Googleが、AdWordsでのコンバージョンユーザーの過去の検索ワード等を追うことのできるAdWords Search Funnelsを発表しました。現在の機能だけではサマリされ過ぎているので興味深いってだけで、次の施策にはほとんどつなげられないと思うのだけれど、とてつもなく興奮しています。なぜならばこれは生活者の態度変容をかなり的確に表現するものだからです。ということで、何度でも同じことをブログに書きます。またかと思うかもしれませんが、何度でも。

4319012152_4ab81ca405_m現在のAdWords Search Funnelsでは把握できないけれど、本当に知りたいのは、例えば商品カテゴリワードから特定ブランドや型番に検索ワードが変わったその間に生活者に一体に何が起こったのかということ。そこで彼はオンライン/オフラインを通じて一体何に接触したのか。AdWords Search Funnelsに他のデータがインテグレーションされることで、一気に価値が爆発します。このエントリーの結論を言えば、態度変容させた媒介者は何だったのかを明らかにし、そこに企業の予算が最適化されるべきということです。それが"広告"じゃないとしても。

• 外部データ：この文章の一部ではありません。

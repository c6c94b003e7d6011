//! Macro for implementing Display, FromStr and `as_str` for status enums
//!
//! Upstream status fields arrive as lowercase strings (`"pending"`,
//! `"completed"`, ...). This macro keeps the mapping between variants and
//! their wire representation in one place.
//!
//! # Example
//!
//! ```rust
//! use adsync_domain::impl_domain_status_conversions;
//!
//! #[derive(Debug, Clone, Copy, PartialEq, Eq)]
//! pub enum ImportStatus {
//!     Queued,
//!     Running,
//!     Done,
//! }
//!
//! impl_domain_status_conversions!(ImportStatus {
//!     Queued => "queued",
//!     Running => "running",
//!     Done => "done",
//! });
//!
//! assert_eq!(ImportStatus::Running.as_str(), "running");
//! assert_eq!("DONE".parse::<ImportStatus>(), Ok(ImportStatus::Done));
//! ```

/// Implements `as_str`, Display and FromStr for status enums
///
/// - `as_str`: the canonical lowercase wire string
/// - Display: writes `as_str`
/// - FromStr: case-insensitive parse, error names the enum and the input
#[macro_export]
macro_rules! impl_domain_status_conversions {
    ($enum_name:ident { $($variant:ident => $str:expr),+ $(,)? }) => {
        impl $enum_name {
            /// Canonical wire representation of this status.
            pub const fn as_str(&self) -> &'static str {
                match self {
                    $(Self::$variant => $str,)+
                }
            }
        }

        impl std::fmt::Display for $enum_name {
            fn fmt(&self, f: &mut std::fmt::Formatter<'_>) -> std::fmt::Result {
                f.write_str(self.as_str())
            }
        }

        impl std::str::FromStr for $enum_name {
            type Err = String;

            fn from_str(s: &str) -> Result<Self, Self::Err> {
                match s.trim().to_lowercase().as_str() {
                    $($str => Ok(Self::$variant),)+
                    _ => Err(format!("Invalid {}: {}", stringify!($enum_name), s)),
                }
            }
        }
    };
}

AIDMAであれAISASであれDAGMARであれいいのですが、ステップをもう少し細分化して、生活者が次のステップに進んだことを測定し、その間の行動を把握する。購入(acquisition)しなくとも、ブランド認識・ブランド想起・ブランド好意・購買検討っていうようなステップを。計算機の進化がこのまま続けば、これは検索ワードだけでなく訪問ページでも強固に把握できるようになります。

そして、本当に態度変容させたコンテンツや広告に対して対価を支払う世界にしたいのです。コンテンツは、広告やユーザー課金以外の、第三の収益化手段があると信じています。仮にそれが事前のペイドコンテンツでも構わないと思います、情報が正しければ。もちろんPPPは問題外ですが。アフィリエイトcookieをたくさん踏ませたり、タイアップで広告主担当者の満足を得るようなものとは根本的に違うものを。態度変容させたことに対して報酬を与えるような世界に。

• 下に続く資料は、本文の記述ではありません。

//! Conversions from external infrastructure errors into domain errors.

use std::io::Error as IoError;

use adsync_domain::AdSyncError;
use reqwest::Error as HttpError;
use serde_json::Error as JsonError;
use toml::de::Error as TomlError;

/// Error newtype that keeps conversions on the infrastructure side and can be
/// converted back into the domain error.
#[derive(Debug, thiserror::Error)]
#[error(transparent)]
pub struct InfraError(pub AdSyncError);

impl From<InfraError> for AdSyncError {
    fn from(value: InfraError) -> Self {
        value.0
    }
}

impl From<AdSyncError> for InfraError {
    fn from(value: AdSyncError) -> Self {
        InfraError(value)
    }
}

/// Extension trait to make the conversion logic explicit in tests and within
/// this module.
trait IntoAdSyncError {
    fn into_adsync(self) -> AdSyncError;
}

/* -------------------------------------------------------------------------- */
/* reqwest::Error → AdSyncError */
/* -------------------------------------------------------------------------- */

impl IntoAdSyncError for HttpError {
    fn into_adsync(self) -> AdSyncError {
        if self.is_timeout() {
            return AdSyncError::Network("HTTP request timed out".into());
        }

        if self.is_connect() {
            return AdSyncError::Network(format!("HTTP connection failure: {self}"));
        }

        if self.is_decode() {
            return AdSyncError::MalformedResponse(self.to_string());
        }

        if self.is_builder() {
            return AdSyncError::Internal(format!("invalid HTTP request: {self}"));
        }

        if let Some(status) = self.status() {
            let reason = status.canonical_reason().unwrap_or("unknown status");
            return AdSyncError::upstream(status.as_u16(), reason);
        }

        AdSyncError::Network(self.to_string())
    }
}

impl From<HttpError> for InfraError {
    fn from(value: HttpError) -> Self {
        InfraError(value.into_adsync())
    }
}

/* -------------------------------------------------------------------------- */
/* serde_json::Error → AdSyncError */
/* -------------------------------------------------------------------------- */

impl IntoAdSyncError for JsonError {
    fn into_adsync(self) -> AdSyncError {
        use serde_json::error::Category;

        match self.classify() {
            Category::Io => AdSyncError::Network(format!("failed to read response body: {self}")),
            Category::Syntax | Category::Data | Category::Eof => {
                AdSyncError::MalformedResponse(self.to_string())
            }
        }
    }
}

impl From<JsonError> for InfraError {
    fn from(value: JsonError) -> Self {
        InfraError(value.into_adsync())
    }
}

/* -------------------------------------------------------------------------- */
/* toml / io → AdSyncError */
/* -------------------------------------------------------------------------- */

impl IntoAdSyncError for TomlError {
    fn into_adsync(self) -> AdSyncError {
        AdSyncError::Config(format!("Invalid TOML format: {}", self.message()))
    }
}

impl From<TomlError> for InfraError {
    fn from(value: TomlError) -> Self {
        InfraError(value.into_adsync())
    }
}

impl IntoAdSyncError for IoError {
    fn into_adsync(self) -> AdSyncError {
        AdSyncError::Config(format!("Failed to read config file: {self}"))
    }
}

impl From<IoError> for InfraError {
    fn from(value: IoError) -> Self {
        InfraError(value.into_adsync())
    }
}

/* -------------------------------------------------------------------------- */
/* Tests */
/* -------------------------------------------------------------------------- */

最近新しいクレジットカードを申し込みました。関西に来てからというもの、成田で待ち時間がたくさんあるし空港ラウンジを使いたいなぁとなんとなく思っていて、クレジットカード比較サイトや解説サイトなどで情報を収集し、その中で「プライオリティパス」というサービスがすげぇ良さそうというのを知り、プライオリティパス無料権付きのカードを申し込むに至りました。アフィリエイトのリンクは複数サイトで複数ASPの複数カード会社のをたくさん踏みました。でもきっと支払いは一社だけに絞られるのだと思います。(申込フォームがFlashで文字化けしてブラウザ変えてオーガニック検索からカード会社に入ったから実際はゼロカウント。)これだけ有益な情報を提供してくれたたくさんのサイトに感謝したいし、広告費も流れて欲しいと思ったけど、実際はほとんどのサイトにはゼロ円の報酬。同じ頃、メガポータルはHMC(ハイパーメディアクリエイター)の嫁のコンテンツで発生したPVでCPM報酬を得ていました。

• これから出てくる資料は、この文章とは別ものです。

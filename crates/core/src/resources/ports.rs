//! Port interface for the upstream Google Ads resources

use adsync_domain::{
    FullSyncResult, Result, SyncAccountStructureRequest, SyncResult, SyncSearchTermsRequest,
};
use async_trait::async_trait;

use super::{ResourceData, ResourceRequest};

/// Everything the coordinator needs from the network.
///
/// Implementations attach the session token, validate parameters and map
/// failures onto `AdSyncError`; the coordinator never sees HTTP types.
#[async_trait]
pub trait AdsResourcePort: Send + Sync {
    /// Read one resource.
    async fn fetch(&self, request: &ResourceRequest) -> Result<ResourceData>;

    /// Sync search terms for a date range into the upstream database.
    async fn sync_search_terms(&self, request: &SyncSearchTermsRequest) -> Result<SyncResult>;

    /// Sync campaigns, ad groups and keywords of one account.
    async fn sync_account_structure(
        &self,
        request: &SyncAccountStructureRequest,
    ) -> Result<FullSyncResult>;
}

広告として、CPA課金は明らかに行き過ぎです。CPA課金は広告というよりも小売りに近い。わかりやすい単純な指標があったばっかりにここまで堕ちてしまいました。CPC課金までは正しいと思います、長くなるので割愛しますが。広告のCPA課金に替わる、正しい指標のメジャメントができる仕組みを作らなければなりません。

こんな話をしていると「広告のポストインプレッション効果を正確に測定しようよ」なんて話になるかもしれませんが、バナーのポストインプレッション効果なるものが存在するとは思っていません。バナーのポストインプレッション効果を主張する方はネット広告界に浸かりすぎて、生活者が見えづらくなってしまっているのかもしれません。日米通じてポストインプレッション効果をデータで証明しているデータがいくつか出回っていますが、ほぼすべては裏にターゲティングという変数の潜んだ疑似相関であり、因果ですらないように見受けられます。バナーを見て気になったけどクリックせずに後日何かを申し込んだことは、少なくともこれまでの私の人生では一度もありません。甲子園球場のスタンドにキューピーのロゴが掲載されていたからといってキューピーマヨネーズを買ったわけじゃないです。

この領域で別に米国が進んでいるわけでもなくて勝手に一人で言ってるだけなんですが、広告業界は広告の測定にとらわれすぎている気がします。MicrosoftのEngagement Mappingも広告にフォーカスしたものです。私がWiMAXをちょっと欲しいなぁと思っているのは、広告の影響ではなくてニュース記事です。そして、ペイドも含めたブログの影響です。

米国のQuantcastは今後態度変容を追える可能性のあるプレーヤーかもしれません、わかりませんけど。私は今は行動ターゲティングを作っていますが、態度変容課金のためのメトリクスがライフワークのひとつだと思っています。(もうひとつは様々なものの価格を最適化する市場を作ることですが。)今回のAdWords Search Funnelsは態度変容把握のための第一歩だと思います。

行動ターゲティングに時間軸を。クリエイティブにCRMを。広告枠からコンテンツへ。ネットからリアルへ。まだまだ道のりは長いです。